• **About this task**: When you answer, copy every line of the listing below exactly.

• **Material provided**:
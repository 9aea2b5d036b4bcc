// Single-slot token cache. Reads never fail: anything unreadable is treated
// as "no cached token".

use std::cell::RefCell;
use std::fs;
use std::io;
use std::path::{Path, PathBuf};
use std::rc::Rc;

use serde::{Deserialize, Serialize};
use tracing::debug;

pub trait TokenStore {
    /// The persisted token, or `None` when absent or unreadable.
    fn load(&self) -> Option<String>;

    /// Replace the persisted token.
    fn save(&self, token: &str) -> io::Result<()>;
}

#[derive(Serialize, Deserialize)]
struct CachedToken {
    token: Option<String>,
}

/// Token cache backed by a `{"token": "..."}` JSON file.
#[derive(Debug, Clone)]
pub struct FileTokenStore {
    path: PathBuf,
}

impl FileTokenStore {
    pub fn new(path: impl Into<PathBuf>) -> Self {
        Self { path: path.into() }
    }

    pub fn path(&self) -> &Path {
        &self.path
    }
}

impl TokenStore for FileTokenStore {
    fn load(&self) -> Option<String> {
        let data = match fs::read_to_string(&self.path) {
            Ok(data) => data,
            Err(err) => {
                debug!(path = %self.path.display(), error = %err, "no token cache");
                return None;
            }
        };
        match serde_json::from_str::<CachedToken>(&data) {
            Ok(cached) => cached.token,
            Err(err) => {
                debug!(path = %self.path.display(), error = %err, "ignoring corrupt token cache");
                None
            }
        }
    }

    fn save(&self, token: &str) -> io::Result<()> {
        if let Some(dir) = self.path.parent().filter(|d| !d.as_os_str().is_empty()) {
            fs::create_dir_all(dir)?;
        }
        let body = serde_json::to_vec(&CachedToken {
            token: Some(token.to_string()),
        })?;
        fs::write(&self.path, body)
    }
}

/// In-memory token slot. Clones share the slot.
#[derive(Debug, Clone, Default)]
pub struct MemoryTokenStore {
    slot: Rc<RefCell<Option<String>>>,
}

impl MemoryTokenStore {
    pub fn new() -> Self {
        Self::default()
    }

    pub fn with_token(token: impl Into<String>) -> Self {
        let store = Self::default();
        *store.slot.borrow_mut() = Some(token.into());
        store
    }

    /// What is currently stored.
    pub fn current(&self) -> Option<String> {
        self.slot.borrow().clone()
    }
}

impl TokenStore for MemoryTokenStore {
    fn load(&self) -> Option<String> {
        self.current()
    }

    fn save(&self, token: &str) -> io::Result<()> {
        *self.slot.borrow_mut() = Some(token.to_string());
        Ok(())
    }
}
// Blocking HTTP seam. The session and the uploader only talk to `Transport`,
// so tests can replay canned responses instead of hitting the network.

use std::time::Duration;

use reqwest::blocking::Client;
use reqwest::{Method, StatusCode};
use serde_json::Value;

use crate::error::TransportError;

#[derive(Debug, Clone, PartialEq)]
pub enum Body {
    Empty,
    Json(Value),
    Bytes(Vec<u8>),
}

/// A fully-resolved outgoing request.
#[derive(Debug, Clone)]
pub struct HttpRequest {
    pub method: Method,
    pub url: String,
    pub query: Vec<(String, String)>,
    pub headers: Vec<(String, String)>,
    pub body: Body,
    pub timeout: Duration,
}

impl HttpRequest {
    pub fn new(method: Method, url: impl Into<String>, timeout: Duration) -> Self {
        Self {
            method,
            url: url.into(),
            query: Vec::new(),
            headers: Vec::new(),
            body: Body::Empty,
            timeout,
        }
    }

    pub fn header(&self, name: &str) -> Option<&str> {
        self.headers
            .iter()
            .find(|(k, _)| k.eq_ignore_ascii_case(name))
            .map(|(_, v)| v.as_str())
    }

    pub fn query_param(&self, name: &str) -> Option<&str> {
        self.query
            .iter()
            .find(|(k, _)| k == name)
            .map(|(_, v)| v.as_str())
    }
}

#[derive(Debug, Clone)]
pub struct HttpResponse {
    pub status: StatusCode,
    pub body: Vec<u8>,
}

pub trait Transport {
    fn send(&self, request: &HttpRequest) -> Result<HttpResponse, TransportError>;
}

/// `Transport` over a reqwest blocking client.
#[derive(Clone)]
pub struct HttpTransport {
    client: Client,
}

impl HttpTransport {
    pub fn new() -> Result<Self, TransportError> {
        let client = Client::builder().build()?;
        Ok(Self { client })
    }
}

impl Transport for HttpTransport {
    fn send(&self, request: &HttpRequest) -> Result<HttpResponse, TransportError> {
        let mut builder = self
            .client
            .request(request.method.clone(), &request.url)
            .timeout(request.timeout);
        if !request.query.is_empty() {
            builder = builder.query(&request.query);
        }
        for (name, value) in &request.headers {
            builder = builder.header(name.as_str(), value.as_str());
        }
        builder = match &request.body {
            Body::Empty => builder,
            Body::Json(value) => builder.json(value),
            Body::Bytes(bytes) => builder.body(bytes.clone()),
        };

        let res = builder.send()?;
        let status = res.status();
        let body = res.bytes()?.to_vec();
        Ok(HttpResponse { status, body })
    }
}

#[cfg(test)]
mod tests {
    use super::*;

    #[test]
    fn header_lookup_ignores_case() {
        let mut req = HttpRequest::new(Method::GET, "http://x/y", Duration::from_secs(1));
        req.headers.push(("Authorization".into(), "Bearer t".into()));
        assert_eq!(req.header("authorization"), Some("Bearer t"));
        assert_eq!(req.header("content-type"), None);
    }

    #[test]
    fn query_lookup_is_exact() {
        let mut req = HttpRequest::new(Method::GET, "http://x/y", Duration::from_secs(1));
        req.query.push(("page".into(), "2".into()));
        assert_eq!(req.query_param("page"), Some("2"));
        assert_eq!(req.query_param("Page"), None);
    }
}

• **Written reply**:
repository 9aea2b5d036b4bcc
// Single-slot token cache. Reads never fail: anything unreadable is treated
// as "no cached token".

use std::cell::RefCell;
use std::fs;
use std::io;
use std::path::{Path, PathBuf};
use std::rc::Rc;

use serde::{Deserialize, Serialize};
use tracing::debug;

pub trait TokenStore {
    /// The persisted token, or `None` when absent or unreadable.
    fn load(&self) -> Option<String>;

    /// Replace the persisted token.
    fn save(&self, token: &str) -> io::Result<()>;
}

#[derive(Serialize, Deserialize)]
struct CachedToken {
    token: Option<String>,
}

/// Token cache backed by a `{"token": "..."}` JSON file.
#[derive(Debug, Clone)]
pub struct FileTokenStore {
    path: PathBuf,
}

impl FileTokenStore {
    pub fn new(path: impl Into<PathBuf>) -> Self {
        Self { path: path.into() }
    }

    pub fn path(&self) -> &Path {
        &self.path
    }
}

impl TokenStore for FileTokenStore {
    fn load(&self) -> Option<String> {
        let data = match fs::read_to_string(&self.path) {
            Ok(data) => data,
            Err(err) => {
                debug!(path = %self.path.display(), error = %err, "no token cache");
                return None;
            }
        };
        match serde_json::from_str::<CachedToken>(&data) {
            Ok(cached) => cached.token,
            Err(err) => {
                debug!(path = %self.path.display(), error = %err, "ignoring corrupt token cache");
                None
            }
        }
    }

    fn save(&self, token: &str) -> io::Result<()> {
        if let Some(dir) = self.path.parent().filter(|d| !d.as_os_str().is_empty()) {
            fs::create_dir_all(dir)?;
        }
        let body = serde_json::to_vec(&CachedToken {
            token: Some(token.to_string()),
        })?;
        fs::write(&self.path, body)
    }
}

/// In-memory token slot. Clones share the slot.
#[derive(Debug, Clone, Default)]
pub struct MemoryTokenStore {
    slot: Rc<RefCell<Option<String>>>,
}

impl MemoryTokenStore {
    pub fn new() -> Self {
        Self::default()
    }

    pub fn with_token(token: impl Into<String>) -> Self {
        let store = Self::default();
        *store.slot.borrow_mut() = Some(token.into());
        store
    }

    /// What is currently stored.
    pub fn current(&self) -> Option<String> {
        self.slot.borrow().clone()
    }
}

impl TokenStore for MemoryTokenStore {
    fn load(&self) -> Option<String> {
        self.current()
    }

    fn save(&self, token: &str) -> io::Result<()> {
        *self.slot.borrow_mut() = Some(token.to_string());
        Ok(())
    }
}
// Blocking HTTP seam. The session and the uploader only talk to `Transport`,
// so tests can replay canned responses instead of hitting the network.

use std::time::Duration;

use reqwest::blocking::Client;
use reqwest::{Method, StatusCode};
use serde_json::Value;

use crate::error::TransportError;

#[derive(Debug, Clone, PartialEq)]
pub enum Body {
    Empty,
    Json(Value),
    Bytes(Vec<u8>),
}

/// A fully-resolved outgoing request.
#[derive(Debug, Clone)]
pub struct HttpRequest {
    pub method: Method,
    pub url: String,
    pub query: Vec<(String, String)>,
    pub headers: Vec<(String, String)>,
    pub body: Body,
    pub timeout: Duration,
}

impl HttpRequest {
    pub fn new(method: Method, url: impl Into<String>, timeout: Duration) -> Self {
        Self {
            method,
            url: url.into(),
            query: Vec::new(),
            headers: Vec::new(),
            body: Body::Empty,
            timeout,
        }
    }

    pub fn header(&self, name: &str) -> Option<&str> {
        self.headers
            .iter()
            .find(|(k, _)| k.eq_ignore_ascii_case(name))
            .map(|(_, v)| v.as_str())
    }

    pub fn query_param(&self, name: &str) -> Option<&str> {
        self.query
            .iter()
            .find(|(k, _)| k == name)
            .map(|(_, v)| v.as_str())
    }
}

#[derive(Debug, Clone)]
pub struct HttpResponse {
    pub status: StatusCode,
    pub body: Vec<u8>,
}

pub trait Transport {
    fn send(&self, request: &HttpRequest) -> Result<HttpResponse, TransportError>;
}

/// `Transport` over a reqwest blocking client.
#[derive(Clone)]
pub struct HttpTransport {
    client: Client,
}

impl HttpTransport {
    pub fn new() -> Result<Self, TransportError> {
        let client = Client::builder().build()?;
        Ok(Self { client })
    }
}

impl Transport for HttpTransport {
    fn send(&self, request: &HttpRequest) -> Result<HttpResponse, TransportError> {
        let mut builder = self
            .client
            .request(request.method.clone(), &request.url)
            .timeout(request.timeout);
        if !request.query.is_empty() {
            builder = builder.query(&request.query);
        }
        for (name, value) in &request.headers {
            builder = builder.header(name.as_str(), value.as_str());
        }
        builder = match &request.body {
            Body::Empty => builder,
            Body::Json(value) => builder.json(value),
            Body::Bytes(bytes) => builder.body(bytes.clone()),
        };

        let res = builder.send()?;
        let status = res.status();
        let body = res.bytes()?.to_vec();
        Ok(HttpResponse { status, body })
    }
}

#[cfg(test)]
mod tests {
    use super::*;

    #[test]
    fn header_lookup_ignores_case() {
        let mut req = HttpRequest::new(Method::GET, "http://x/y", Duration::from_secs(1));
        req.headers.push(("Authorization".into(), "Bearer t".into()));
        assert_eq!(req.header("authorization"), Some("Bearer t"));
        assert_eq!(req.header("content-type"), None);
    }

    #[test]
    fn query_lookup_is_exact() {
        let mut req = HttpRequest::new(Method::GET, "http://x/y", Duration::from_secs(1));
        req.query.push(("page".into(), "2".into()));
        assert_eq!(req.query_param("page"), Some("2"));
        assert_eq!(req.query_param("Page"), None);
    }
}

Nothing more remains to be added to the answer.